By polymerase chain reaction, T. gondii DNA was detected in 46 samples; by enzyme-linked immunoassay, 41 samples were positive. The authors speculated that arthropod transmission of T. gondii in areas of high humidity in Iran probably contributed to high prevalence of T. gondii. However, transmission of T. gondii by arthropods was discounted 5 decades ago when attempts to experimentally transmit T. gondii by arthropods were essentially unsuccessful (Dubey and Beattie, 1988).
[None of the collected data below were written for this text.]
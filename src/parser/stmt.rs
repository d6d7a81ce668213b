//! Statement parsing inside function bodies.

use super::{ParseError, Parser};
use crate::ast::{slot_size, AstNode, Block, Decl, IfKind};
use crate::token::TokenKind;

impl Parser {
    /// Dispatches one statement at the current position: control flow,
    /// a local declaration (`name : type;`, recognized by two-token
    /// lookahead), or an expression statement/assignment.
    pub(super) fn parse_block_statement(&mut self) -> Result<(), ParseError> {
        match self.current_kind() {
            TokenKind::If => self.parse_if_like(IfKind::Reg),
            TokenKind::Elif => self.parse_if_like(IfKind::Elif),
            TokenKind::Else => self.parse_if_like(IfKind::Else),
            TokenKind::While => self.parse_while(),
            TokenKind::For => self.parse_for(),
            TokenKind::Return => self.parse_return(),
            TokenKind::Continue => self.parse_continue(),
            TokenKind::Break => self.parse_break(),
            TokenKind::Identifier(_) if matches!(self.peek_kind(1), TokenKind::Colon) => {
                self.parse_local_decl()
            }
            _ => self.parse_assign_or_statement_stmt(),
        }
    }

    fn parse_block_body(&mut self) -> Result<(), ParseError> {
        while !self.check(&TokenKind::RBrace) && !self.is_eof() {
            self.parse_block_statement()?;
        }
        self.expect(TokenKind::RBrace)
    }

    fn parse_if_like(&mut self, kind: IfKind) -> Result<(), ParseError> {
        let line = self.current_line();
        self.advance(); // 'if' / 'elif' / 'else'
        let condition = if matches!(kind, IfKind::Else) {
            None
        } else {
            Some(self.capture_expr_until(&TokenKind::LBrace)?)
        };
        self.expect(TokenKind::LBrace)?;

        let parent_block = self.current_block();
        let block_id = self.ast.push_block(Block::default());
        let node_id = self.ast.push_node(AstNode::If {
            kind,
            condition,
            block: block_id,
            parent_block,
            line,
        });
        self.ast.block_mut(block_id).parent_node = Some(node_id);
        self.ast.append_child(parent_block, node_id);

        self.block_stack.push(block_id);
        self.parse_block_body()?;
        self.block_stack.pop();
        Ok(())
    }

    fn parse_while(&mut self) -> Result<(), ParseError> {
        let line = self.current_line();
        self.advance(); // 'while'
        let condition = self.capture_expr_until(&TokenKind::LBrace)?;
        self.expect(TokenKind::LBrace)?;

        let parent_block = self.current_block();
        let block_id = self.ast.push_block(Block::default());
        let node_id = self.ast.push_node(AstNode::While {
            condition,
            block: block_id,
            parent_block,
            line,
        });
        self.ast.block_mut(block_id).parent_node = Some(node_id);
        self.ast.append_child(parent_block, node_id);

        self.block_stack.push(block_id);
        self.parse_block_body()?;
        self.block_stack.pop();
        Ok(())
    }

    /// `for init; cond; post { body }`. The init and post clauses are
    /// parsed as free-standing `Assign`/`Statement` nodes, referenced
    /// directly by the `For` node's `init`/`post` fields rather than being
    /// appended as children of any block — the code generator visits them
    /// explicitly rather than through the ordinary sibling walk.
    fn parse_for(&mut self) -> Result<(), ParseError> {
        let line = self.current_line();
        self.advance(); // 'for'
        let parent_block = self.current_block();

        let init = self.parse_assign_or_statement_node(parent_block, &TokenKind::Semicolon, true)?;
        let condition = self.capture_expr_until(&TokenKind::Semicolon)?;
        self.expect(TokenKind::Semicolon)?;
        let post = self.parse_assign_or_statement_node(parent_block, &TokenKind::LBrace, false)?;
        self.expect(TokenKind::LBrace)?;

        let block_id = self.ast.push_block(Block::default());
        let node_id = self.ast.push_node(AstNode::For {
            init,
            condition,
            post,
            block: block_id,
            parent_block,
            line,
        });
        self.ast.block_mut(block_id).parent_node = Some(node_id);
        self.ast.append_child(parent_block, node_id);

        self.block_stack.push(block_id);
        self.parse_block_body()?;
        self.block_stack.pop();
        Ok(())
    }

    fn parse_return(&mut self) -> Result<(), ParseError> {
        let line = self.current_line();
        self.advance(); // 'return'
        let parent_block = self.current_block();
        let expr = if self.check(&TokenKind::Semicolon) {
            None
        } else {
            Some(self.capture_expr_until(&TokenKind::Semicolon)?)
        };
        self.expect(TokenKind::Semicolon)?;
        let node_id = self.ast.push_node(AstNode::Return {
            expr,
            parent_block,
            line,
        });
        self.ast.append_child(parent_block, node_id);
        Ok(())
    }

    fn parse_continue(&mut self) -> Result<(), ParseError> {
        let line = self.current_line();
        self.advance(); // 'continue'
        self.expect(TokenKind::Semicolon)?;
        let parent_block = self.current_block();
        let node_id = self.ast.push_node(AstNode::Continue { parent_block, line });
        self.ast.append_child(parent_block, node_id);
        Ok(())
    }

    fn parse_break(&mut self) -> Result<(), ParseError> {
        let line = self.current_line();
        self.advance(); // 'break'
        self.expect(TokenKind::Semicolon)?;
        let parent_block = self.current_block();
        let node_id = self.ast.push_node(AstNode::Break { parent_block, line });
        self.ast.append_child(parent_block, node_id);
        Ok(())
    }

    fn parse_local_decl(&mut self) -> Result<(), ParseError> {
        let name = self.expect_identifier()?;
        self.expect(TokenKind::Colon)?;
        let ty = self.parse_datatype()?;
        self.expect(TokenKind::Semicolon)?;
        self.register_local(name, ty);
        Ok(())
    }

    fn parse_assign_or_statement_stmt(&mut self) -> Result<(), ParseError> {
        let parent_block = self.current_block();
        let node_id =
            self.parse_assign_or_statement_node(parent_block, &TokenKind::Semicolon, true)?;
        self.ast.append_child(parent_block, node_id);
        Ok(())
    }

    /// Registers a local declaration (`name : type;`) in the innermost open
    /// block and reserves its slot(s) in the owning function's frame. Local
    /// declarations are never `AstNode`s — there is no code to emit for one
    /// (a `Decl` lives only in `Block::locals`).
    fn register_local(&mut self, name: String, datatype: crate::ast::Datatype) {
        let function_id = self
            .current_function
            .expect("local declarations only occur inside a function body");
        let size = slot_size(&datatype, &self.structs);
        let extra = if datatype.is_struct_value() { 1 } else { 0 };
        let slot = match self.ast.node_mut(function_id) {
            AstNode::Function { info, .. } => {
                let slot = info.reserve_slots;
                info.reserve_slots += size + extra;
                slot
            }
            _ => unreachable!("current_function always refers to a Function node"),
        };
        let decl = Decl {
            name,
            datatype,
            slot,
        };
        let block_id = self.current_block();
        self.ast.block_mut(block_id).locals.push(decl);
    }
}
//! Pass 2 — entry jump, AST walk, per-node bytecode emission.
//!
//! The "advance" operation (descend into a non-empty block, else move to
//! the next sibling, else ascend and retry) falls out
//! naturally from ordinary recursive descent: [`Codegen::walk_block`] visits
//! each child in order, and any node owning a nested block recurses into it
//! before returning. The deferred-instruction stack stands in for the
//! "retry after ascending" step — whatever a construct pushed before
//! descending is popped and emitted the moment its block's walk returns.

use super::expr::describe_datatype;
use super::error::CodegenError;
use super::Codegen;
use crate::ast::{AstNode, BlockId, IfKind, NodeId, TokenRange};

impl Codegen {
    pub(super) fn run_pass2(&mut self) -> Result<(), CodegenError> {
        self.emit_line("jmp __ENTRY_POINT__");
        let root = self.root_block();
        self.walk_block(root, 0)?;
        self.emit_line("__ENTRY_POINT__:");
        self.emit_line("call __FUNC__main, 0");
        Ok(())
    }

    fn walk_block(&mut self, block: BlockId, depth: u32) -> Result<(), CodegenError> {
        let children = self.program.ast.block(block).children.clone();
        for (i, node_id) in children.iter().enumerate() {
            let next_sibling = children.get(i + 1).copied();
            self.emit_node(*node_id, next_sibling, depth)?;
        }
        Ok(())
    }

    /// Runs `self.walk_block(child_block, depth + 1)`, having first pushed
    /// `epilogue` onto the deferred stack at `depth + 1` so it reaches the
    /// output right after the block's own body, in order. `current_block` is
    /// set to `child_block` for the duration of the walk so that locals
    /// declared directly inside it (and not just in some enclosing function
    /// body) are visible to `find_local`, then restored on the way back out.
    fn emit_construct_body(
        &mut self,
        child_block: BlockId,
        depth: u32,
        epilogue: Vec<String>,
    ) -> Result<(), CodegenError> {
        for line in epilogue {
            self.deferred.push(depth + 1, line);
        }
        let previous_block = self.current_block.replace(child_block);
        let result = self.walk_block(child_block, depth + 1);
        self.current_block = previous_block;
        result?;
        for line in self.deferred.pop(depth + 1) {
            self.emit_line(line);
        }
        Ok(())
    }

    fn emit_node(
        &mut self,
        node_id: NodeId,
        next_sibling: Option<NodeId>,
        depth: u32,
    ) -> Result<(), CodegenError> {
        match self.program.ast.node(node_id).clone() {
            AstNode::Root { .. } => unreachable!("Root is never a child of a block"),
            AstNode::Function { .. } => self.emit_function(node_id, depth),
            AstNode::If { kind, condition, block, line, .. } => match kind {
                IfKind::Reg | IfKind::Elif => {
                    self.emit_if_or_elif(kind, condition, block, next_sibling, depth, line)
                }
                IfKind::Else => self.emit_else(block, depth, line),
            },
            AstNode::While { condition, block, line, .. } => {
                self.emit_while(condition, block, depth, line)
            }
            AstNode::For { init, condition, post, block, line, .. } => {
                self.emit_for(init, condition, post, block, depth, line)
            }
            AstNode::Assign { lhs, rhs, line, .. } => self.emit_assign(lhs, rhs, line),
            AstNode::Statement { expr, line, .. } => self.emit_statement(expr, line),
            AstNode::Return { expr, line, .. } => self.emit_return(expr, line),
            AstNode::Continue { line, .. } => self.emit_continue(line),
            AstNode::Break { line, .. } => self.emit_break(line),
        }
    }

    /// A `for` loop's init/post clause: a free-standing `Assign` or
    /// `Statement` node that was never appended as a block child.
    fn emit_statement_like(&mut self, node_id: NodeId) -> Result<(), CodegenError> {
        match self.program.ast.node(node_id).clone() {
            AstNode::Assign { lhs, rhs, line, .. } => self.emit_assign(lhs, rhs, line),
            AstNode::Statement { expr, line, .. } => self.emit_statement(expr, line),
            other => Err(CodegenError::internal(
                format!("a for-loop's init/post clause must be an assignment or expression, found {other:?}"),
                0,
            )),
        }
    }

    fn emit_function(&mut self, node_id: NodeId, depth: u32) -> Result<(), CodegenError> {
        let (name, body_block, nargs, reserve_slots, is_foreign) = match self.program.ast.node(node_id) {
            AstNode::Function { info, .. } => (
                info.name.clone(),
                info.block,
                info.nargs,
                info.reserve_slots,
                info.is_foreign,
            ),
            _ => unreachable!("emit_function always receives a Function node"),
        };
        if is_foreign {
            return Ok(());
        }
        let body_block = body_block.expect("a non-foreign function always owns a body block");

        self.emit_line(format!("__FUNC__{name}:"));
        let ret_label = self.fresh_label();
        let previous_function = self.current_function.replace((node_id, ret_label));
        let previous_block = self.current_block.replace(body_block);
        let previous_loops = std::mem::take(&mut self.loop_stack);
        let previous_chain = self.if_chain_label.take();

        self.emit_line(format!("res {reserve_slots}"));
        for i in 0..nargs {
            self.emit_line(format!("iarg {i}"));
            self.emit_line(format!("ilsave {i}"));
        }

        if self.program.ast.block(body_block).children.is_empty() {
            self.emit_line(format!("__LABEL__{ret_label}:"));
            self.emit_line("iret");
        } else {
            for slot in self.collect_struct_handle_locals(body_block) {
                self.emit_line(format!("lea {}", slot + 1));
                self.emit_line(format!("ilsave {slot}"));
            }
            self.emit_construct_body(
                body_block,
                depth,
                vec![format!("__LABEL__{ret_label}:"), "iret".to_string()],
            )?;
        }

        self.current_function = previous_function;
        self.current_block = previous_block;
        self.loop_stack = previous_loops;
        self.if_chain_label = previous_chain;
        Ok(())
    }

    /// Collects the stack slot of every by-value struct local declared
    /// anywhere inside `block`, transitively through nested `if`/`while`/
    /// `for` blocks, so their handles can be initialized in the function
    /// prologue.
    fn collect_struct_handle_locals(&self, block: BlockId) -> Vec<u32> {
        let mut slots = Vec::new();
        self.collect_struct_handle_locals_into(block, &mut slots);
        slots
    }

    fn collect_struct_handle_locals_into(&self, block: BlockId, out: &mut Vec<u32>) {
        let b = self.program.ast.block(block);
        for decl in &b.locals {
            if decl.datatype.is_struct_value() {
                out.push(decl.slot);
            }
        }
        for &child in &b.children {
            if let Some(sub) = self.program.ast.node(child).own_block() {
                self.collect_struct_handle_locals_into(sub, out);
            }
        }
    }

    fn next_continues_if_chain(&self, next_sibling: Option<NodeId>) -> bool {
        match next_sibling.map(|id| self.program.ast.node(id)) {
            Some(AstNode::If { kind: IfKind::Elif | IfKind::Else, .. }) => true,
            _ => false,
        }
    }

    fn emit_if_or_elif(
        &mut self,
        kind: IfKind,
        condition: Option<TokenRange>,
        block: BlockId,
        next_sibling: Option<NodeId>,
        depth: u32,
        line: usize,
    ) -> Result<(), CodegenError> {
        let chain_label = match kind {
            IfKind::Reg => {
                let l = self.fresh_label();
                self.if_chain_label = Some(l);
                l
            }
            IfKind::Elif => self
                .if_chain_label
                .expect("an elif always follows a Reg-if in the same chain"),
            IfKind::Else => unreachable!("Else is handled by emit_else"),
        };
        let branch_label = self.fresh_label();
        let condition = condition.ok_or_else(|| {
            CodegenError::internal("if/elif always carries a condition", line)
        })?;
        self.gen_condition(condition)?;
        self.emit_line(format!("jz __LABEL__{branch_label}"));

        let continues = self.next_continues_if_chain(next_sibling);
        let mut epilogue = Vec::new();
        if continues {
            epilogue.push(format!("jmp __LABEL__{chain_label}"));
        } else {
            self.if_chain_label = None;
        }
        epilogue.push(format!("__LABEL__{branch_label}:"));

        self.emit_construct_body(block, depth, epilogue)
    }

    fn emit_else(&mut self, block: BlockId, depth: u32, line: usize) -> Result<(), CodegenError> {
        let chain_label = self
            .if_chain_label
            .take()
            .ok_or_else(|| CodegenError::internal("else without a preceding if/elif chain", line))?;
        self.emit_construct_body(block, depth, vec![format!("__LABEL__{chain_label}:")])
    }

    fn emit_while(
        &mut self,
        condition: TokenRange,
        block: BlockId,
        depth: u32,
        _line: usize,
    ) -> Result<(), CodegenError> {
        let top = self.fresh_label();
        let bot = self.fresh_label();
        self.loop_stack.push((top, bot));
        self.emit_line(format!("__LABEL__{top}:"));
        self.gen_condition(condition)?;
        self.emit_line(format!("jz __LABEL__{bot}"));
        let result = self.emit_construct_body(
            block,
            depth,
            vec![format!("jmp __LABEL__{top}"), format!("__LABEL__{bot}:")],
        );
        self.loop_stack.pop();
        result
    }

    fn emit_for(
        &mut self,
        init: NodeId,
        condition: TokenRange,
        post: NodeId,
        block: BlockId,
        depth: u32,
        _line: usize,
    ) -> Result<(), CodegenError> {
        self.emit_statement_like(init)?;

        let top = self.fresh_label();
        let bot = self.fresh_label();
        self.loop_stack.push((top, bot));
        self.emit_line(format!("__LABEL__{top}:"));
        self.gen_condition(condition)?;
        self.emit_line(format!("jz __LABEL__{bot}"));

        let (_, post_lines) = self.capture(|gen| gen.emit_statement_like(post))?;
        let mut epilogue = post_lines;
        epilogue.push(format!("jmp __LABEL__{top}"));
        epilogue.push(format!("__LABEL__{bot}:"));

        let result = self.emit_construct_body(block, depth, epilogue);
        self.loop_stack.pop();
        result
    }

    fn emit_return(&mut self, expr: Option<TokenRange>, line: usize) -> Result<(), CodegenError> {
        let ret_label = self
            .current_function
            .map(|(_, label)| label)
            .ok_or_else(|| CodegenError::internal("return outside of any function", line))?;
        if let Some(range) = expr {
            let actual = self.gen_expr(range, false)?;
            let expected = self.current_function_return_type()?;
            if expected.is_int_like() && actual.is_float() {
                self.emit_line("ftoi 0");
            } else if expected.is_float() && actual.is_int_like() {
                self.emit_line("itof 0");
            } else if !expected.identical_to(&actual) {
                return Err(CodegenError::type_error(
                    format!(
                        "function returns '{}' but this expression has type '{}'",
                        describe_datatype(&expected),
                        describe_datatype(&actual),
                    ),
                    line,
                ));
            }
        }
        self.emit_line(format!("jmp __LABEL__{ret_label}"));
        Ok(())
    }

    fn emit_continue(&mut self, line: usize) -> Result<(), CodegenError> {
        let (top, _) = self
            .loop_stack
            .last()
            .copied()
            .ok_or_else(|| CodegenError::internal("continue outside of any loop", line))?;
        self.emit_line(format!("jmp __LABEL__{top}"));
        Ok(())
    }

    fn emit_break(&mut self, line: usize) -> Result<(), CodegenError> {
        let (_, bot) = self
            .loop_stack
            .last()
            .copied()
            .ok_or_else(|| CodegenError::internal("break outside of any loop", line))?;
        self.emit_line(format!("jmp __LABEL__{bot}"));
        Ok(())
    }

    /// Both sides are probed first (discarding their emitted lines) purely
    /// to learn their types for the coercion check; the real emission order
    /// is the L-value address, then the R-value expression, then the store
    /// — the VM's `isave`/`fsave` expects the address below the value on
    /// the operand stack.
    fn emit_assign(&mut self, lhs: TokenRange, rhs: TokenRange, line: usize) -> Result<(), CodegenError> {
        let (lhs_ty, _) = self.capture(|gen| gen.gen_expr(lhs, true))?;
        let (rhs_ty, _) = self.capture(|gen| gen.gen_expr(rhs, false))?;
        self.gen_expr(lhs, true)?;
        self.gen_expr(rhs, false)?;
        if lhs_ty.is_int_like() && rhs_ty.is_float() {
            self.emit_line("ftoi 0");
        } else if lhs_ty.is_float() && rhs_ty.is_int_like() {
            self.emit_line("itof 0");
        } else if !lhs_ty.identical_to(&rhs_ty) {
            return Err(CodegenError::type_error(
                format!(
                    "cannot assign a value of type '{}' to a destination of type '{}'",
                    describe_datatype(&rhs_ty),
                    describe_datatype(&lhs_ty),
                ),
                line,
            ));
        }
        if lhs_ty.is_float() {
            self.emit_line("fsave");
        } else {
            self.emit_line("isave");
        }
        Ok(())
    }

    fn emit_statement(&mut self, expr: TokenRange, _line: usize) -> Result<(), CodegenError> {
        self.gen_expr(expr, false)?;
        Ok(())
    }

    fn gen_condition(&mut self, condition: TokenRange) -> Result<(), CodegenError> {
        self.gen_expr(condition, false)?;
        Ok(())
    }
}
It is worth mentioning that cattle and buffaloes are considered relatively resistant to infections with T. gondii (Dubey, 2010). The successful isolation of viable T. gondii from 7 of 164 samples of buffalo milk reported by Dehkordi et al. (2013) represents the first isolation of T. gondii from this host worldwide. The same comment applies to isolation of viable T. gondii from 8 of 200 milk samples from cattle. Since the 1950s, several authors have looked for T. gondii in the milk of experimentally inoculated cows, with essentially negative results (Dubey, 1986). The only positive isolation was made by Rommel and Breuning (1967), who inoculated 2058 mice with milk samples from three experimentally inoculated cows. One of the 2058 mice acquired toxoplasmosis; the positive milk sample had been collected 8 days after inoculation of the cow with T. gondii.
In our opinion, independent reproduction of such data (Dehkordi et al., 2013) would be needed to affirm the conclusion that various types of milk pose significant risk of toxoplasmosis exposure. Accurate assessment of risk is critical to prevention efforts for foodborne toxoplasmosis, an important source of infection.
Footnotes
Disclosure Statement
No competing financial interests exist.